著者
垣生 園子 守内 哲也 勝木 元也 玉置 憲一
出版者
東海大学
雑誌
一般研究(B)
巻号頁・発行日
1986

T細胞はMHCと共に抗原を認識する。このMHC拘束性T細胞レパートリー形成は胸腺内分化過程で選択的に生ずると推測されている。しかしヌードマウスにもThy-1+細胞が少数検出され、胸腺非依存的に分化するT細胞の存在を示唆する。本研究ではT細胞分化における胸腺の役割を明確にするために、胸腺欠如ヌードマウスのT細胞系リンパ球の性状、分化段階を検討した。細胞表面分子を指標にして調べると、6週令マウスではThy-1+細胞は正常マウスの1/10以下で、多くはasialo GM1(GA1)をも発現していたが、成熟T細胞と異なりCD4、CD8、CD3、等は検出されなかった。即ち、幼若ヌードマウスには未熟型T細胞しか存在しないことが示唆された。しかし、加令と共にThy-1+細胞は増加し、その1/2以上はCD3+と同時にCD4あるいはCD8を発現していた。
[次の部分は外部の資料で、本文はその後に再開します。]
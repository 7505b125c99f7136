// Copyright 2025 eraflo
//
// Licensed under the Apache License, Version 2.0 (the "License");
// you may not use this file except in compliance with the License.
// You may obtain a copy of the License at
//
//     http://www.apache.org/licenses/LICENSE-2.0
//
// Unless required by applicable law or agreed to in writing, software
// distributed under the License is distributed on an "AS IS" BASIS,
// WITHOUT WARRANTIES OR CONDITIONS OF ANY KIND, either express or implied.
// See the License for the specific language governing permissions and
// limitations under the License.

//! Emission of dirty hardware state into a batch.

use super::{HardwareDirty, StateTracker, INVARIANT_STATE};
use crate::context::batch::{BatchRecorder, Reservation};
use crate::context::command::Opcode;
use crate::renderer::error::RenderError;

const EMISSION_ORDER: [(HardwareDirty, Opcode); 8] = [
    (HardwareDirty::INVARIANT, Opcode::Invariant),
    (HardwareDirty::IMMEDIATE, Opcode::Immediate),
    (HardwareDirty::DYNAMIC, Opcode::Dynamic),
    (HardwareDirty::STATIC, Opcode::Static),
    (HardwareDirty::SAMPLER, Opcode::Sampler),
    (HardwareDirty::MAP, Opcode::Map),
    (HardwareDirty::PROGRAM, Opcode::Program),
    (HardwareDirty::CONSTANTS, Opcode::Constants),
];

impl StateTracker {
    fn payload(&self, group: HardwareDirty) -> &[u32] {
        let derived = &self.derived;
        match group {
            HardwareDirty::INVARIANT => &INVARIANT_STATE,
            HardwareDirty::IMMEDIATE => &derived.immediate,
            HardwareDirty::DYNAMIC => &derived.dynamic,
            HardwareDirty::STATIC => &derived.static_state,
            HardwareDirty::SAMPLER => &derived.sampler,
            HardwareDirty::MAP => &derived.map,
            HardwareDirty::PROGRAM => &derived.program,
            HardwareDirty::CONSTANTS => &derived.constants,
            _ => &[],
        }
    }

    fn state_words(&self, groups: HardwareDirty) -> usize {
        EMISSION_ORDER
            .iter()
            .filter(|(group, _)| groups.contains(*group))
            .map(|(group, _)| 1 + self.payload(*group).len())
            .sum()
    }

    /// Words needed to emit the currently dirty hardware groups.
    pub fn hardware_state_words(&self) -> usize {
        self.state_words(self.hardware_dirty)
    }

    /// Words needed to emit every hardware group, as at the start of a batch.
    pub fn full_state_words(&self) -> usize {
        self.state_words(HardwareDirty::ALL)
    }

    /// Writes one packet per dirty hardware group and clears the mask.
    ///
    /// The caller must have reserved [`StateTracker::hardware_state_words`].
    pub(crate) fn emit_hardware_state(&mut self, batch: &mut BatchRecorder) {
        for (group, opcode) in EMISSION_ORDER {
            if self.hardware_dirty.contains(group) {
                batch.push(opcode, self.payload(group));
            }
        }
        self.hardware_dirty = HardwareDirty::EMPTY;
    }

    /// Makes room for the dirty hardware state plus `packet_words`, then
    /// emits the state so the following packets can be pushed right behind it.
    ///
    /// A batch flushed on the way starts empty, so every hardware group is
    /// emitted again. This holds when the flush fails too: its words are
    /// discarded along with the state they carried.
    pub fn prepare_batch(
        &mut self,
        batch: &mut BatchRecorder,
        packet_words: usize,
    ) -> Result<(), RenderError> {
        let needed = self.hardware_state_words() + packet_words;
        match batch.reserve(needed) {
            Ok(Reservation::Fits) => {}
            Ok(Reservation::Flushed) => {
                self.invalidate_hardware();
                batch.reserve(self.hardware_state_words() + packet_words)?;
            }
            Err(err) => {
                // An empty batch holds no state.
                if batch.is_empty() {
                    self.invalidate_hardware();
                }
                return Err(err);
            }
        }
        self.emit_hardware_state(batch);
        Ok(())
    }
}

#[cfg(test)]
mod tests {
    use super::*;
    use crate::context::command::PacketReader;
    use crate::context::testing::RecordingDevice;
    use crate::context::state::DirtyState;
    use std::sync::Arc;

    fn opcodes(words: &[u32]) -> Vec<Opcode> {
        PacketReader::new(words)
            .map(|packet| packet.expect("well formed").opcode)
            .collect()
    }

    fn setup(capacity: usize) -> (Arc<RecordingDevice>, BatchRecorder, StateTracker) {
        let device = Arc::new(RecordingDevice::default());
        let batch = BatchRecorder::create(device.clone(), capacity, "test").unwrap();
        let mut tracker = StateTracker::new();
        tracker.resolve_if_dirty();
        (device, batch, tracker)
    }

    #[test]
    fn first_emission_writes_every_group_in_order() {
        let (_device, mut batch, mut tracker) = setup(256);
        let expected = tracker.full_state_words();
        tracker.prepare_batch(&mut batch, 0).unwrap();

        assert_eq!(batch.len(), expected);
        assert_eq!(
            opcodes(batch.words()),
            EMISSION_ORDER.iter().map(|(_, op)| *op).collect::<Vec<_>>()
        );
        assert!(tracker.hardware_dirty().is_empty());
    }

    #[test]
    fn only_dirty_groups_are_emitted_again() {
        let (_device, mut batch, mut tracker) = setup(256);
        tracker.prepare_batch(&mut batch, 0).unwrap();
        let before = batch.len();

        tracker.modify(DirtyState::VIEWPORT, |state| state.viewport.width = 640.0);
        tracker.resolve_if_dirty();
        tracker.prepare_batch(&mut batch, 0).unwrap();

        assert_eq!(opcodes(&batch.words()[before..]), vec![Opcode::Dynamic]);
    }

    #[test]
    fn a_flush_on_the_way_re_emits_everything() {
        let (device, mut batch, mut tracker) = setup(64);
        tracker.prepare_batch(&mut batch, 0).unwrap();
        batch.emit(Opcode::Noop, &[0; 20]).unwrap();
        let full = tracker.full_state_words();
        assert!(batch.remaining() < 20);

        tracker.prepare_batch(&mut batch, 20).unwrap();

        assert_eq!(device.submissions().len(), 1);
        assert_eq!(batch.len(), full);
        assert_eq!(opcodes(batch.words()).len(), EMISSION_ORDER.len());
    }

    #[test]
    fn a_failed_flush_on_the_way_still_invalidates_the_state() {
        let (device, mut batch, mut tracker) = setup(64);
        tracker.prepare_batch(&mut batch, 0).unwrap();
        batch.emit(Opcode::Noop, &[0; 20]).unwrap();

        device.fail_next_submits(1);
        let err = tracker.prepare_batch(&mut batch, 20).unwrap_err();

        assert!(matches!(err, RenderError::SubmissionFailed(_)));
        assert!(batch.is_empty());
        assert_eq!(tracker.hardware_dirty(), HardwareDirty::ALL);

        tracker.prepare_batch(&mut batch, 0).unwrap();
        assert_eq!(opcodes(batch.words()).first(), Some(&Opcode::Invariant));
    }

    #[test]
    fn packets_that_cannot_fit_next_to_the_state_are_rejected() {
        let (_device, mut batch, mut tracker) = setup(64);
        let err = tracker.prepare_batch(&mut batch, 64).unwrap_err();
        assert!(matches!(err, RenderError::PacketTooLarge { .. }));
    }
}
この結果は、緩慢ではあるが胸腺外でT細胞が成熟型に分化することを示している。また、CD3はT細胞における抗原認識レセプター(TCR)と常に共存して発現しているので、ヌードマウスThy-1+細胞はTCRを発現していることを意味する。実際、ヌードマウスのCD3+細胞上にはTCRVβ8が検出され、かつTCRβ鎖遺伝子再構成も証明されたので、抗原を認識し活性化され得る成熟型T細胞のヌードマウスでの分化が明らかになった。16週令ヌードマウスではアロ抗原と反応するT細胞や抗原特異的キラーT細胞は誘導され、ヌードマウスの成熟型表現型のT細胞は機能的に分化が完了していると考えられる。胸腺内ではT細胞はCD4+CD8+(DP)細胞を経て分化するが、ヌードマウスではそれら細胞を介さないで分化することが示唆された。DP細胞は胸腺内の自己反応性T細胞の選択的除去の候補であるので、それら細胞がないヌードマウスはトレランスを考える上で良いモデルとなる。